» ACTION ITEM: Find the string "BigDecimal" in the entries and copy each line that has it.

Start of Block

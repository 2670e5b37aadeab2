use crate::models::schema::salary_slips;
use bigdecimal::BigDecimal;
use chrono::{DateTime, NaiveDate, Utc};
use diesel::prelude::*;
use serde::{Deserialize, Serialize};
use thiserror::Error;
use uuid::Uuid;

#[derive(Error, Debug)]
pub enum SalarySlipError {
    #[error("Database error: {0}")]
    DatabaseError(#[from] diesel::result::Error),
}

/// Monthly payslip, written by payroll. Read-only from this service.
#[derive(Queryable, Identifiable, Serialize, Deserialize, Clone, Debug)]
#[diesel(table_name = salary_slips)]
pub struct SalarySlip {
    pub id: Uuid,
    pub user_id: String,
    pub month: i32,
    pub year: i32,
    pub basic_salary: BigDecimal,
    pub allowances: Option<serde_json::Value>,
    pub deductions: Option<serde_json::Value>,
    pub gross_salary: BigDecimal,
    pub net_salary: BigDecimal,
    pub payment_date: Option<NaiveDate>,
    pub file_path: Option<String>,
    pub created_at: DateTime<Utc>,
}

impl SalarySlip {
    pub fn list_for_user(
        conn: &mut PgConnection,
        lookup_user_id: &str,
    ) -> Result<Vec<SalarySlip>, SalarySlipError> {
        salary_slips::table
            .filter(salary_slips::user_id.eq(lookup_user_id))
            .order((salary_slips::year.desc(), salary_slips::month.desc()))
            .load::<SalarySlip>(conn)
            .map_err(SalarySlipError::DatabaseError)
    }

    pub fn find(
        conn: &mut PgConnection,
        lookup_user_id: &str,
        month: i32,
        year: i32,
    ) -> Result<Option<SalarySlip>, SalarySlipError> {
        salary_slips::table
            .filter(salary_slips::user_id.eq(lookup_user_id))
            .filter(salary_slips::month.eq(month))
            .filter(salary_slips::year.eq(year))
            .first::<SalarySlip>(conn)
            .optional()
            .map_err(SalarySlipError::DatabaseError)
    }
}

End of Block

» ANSWER TO THIS EXERCISE:
use bigdecimal::BigDecimal;
    pub basic_salary: BigDecimal,
    pub gross_salary: BigDecimal,
    pub net_salary: BigDecimal,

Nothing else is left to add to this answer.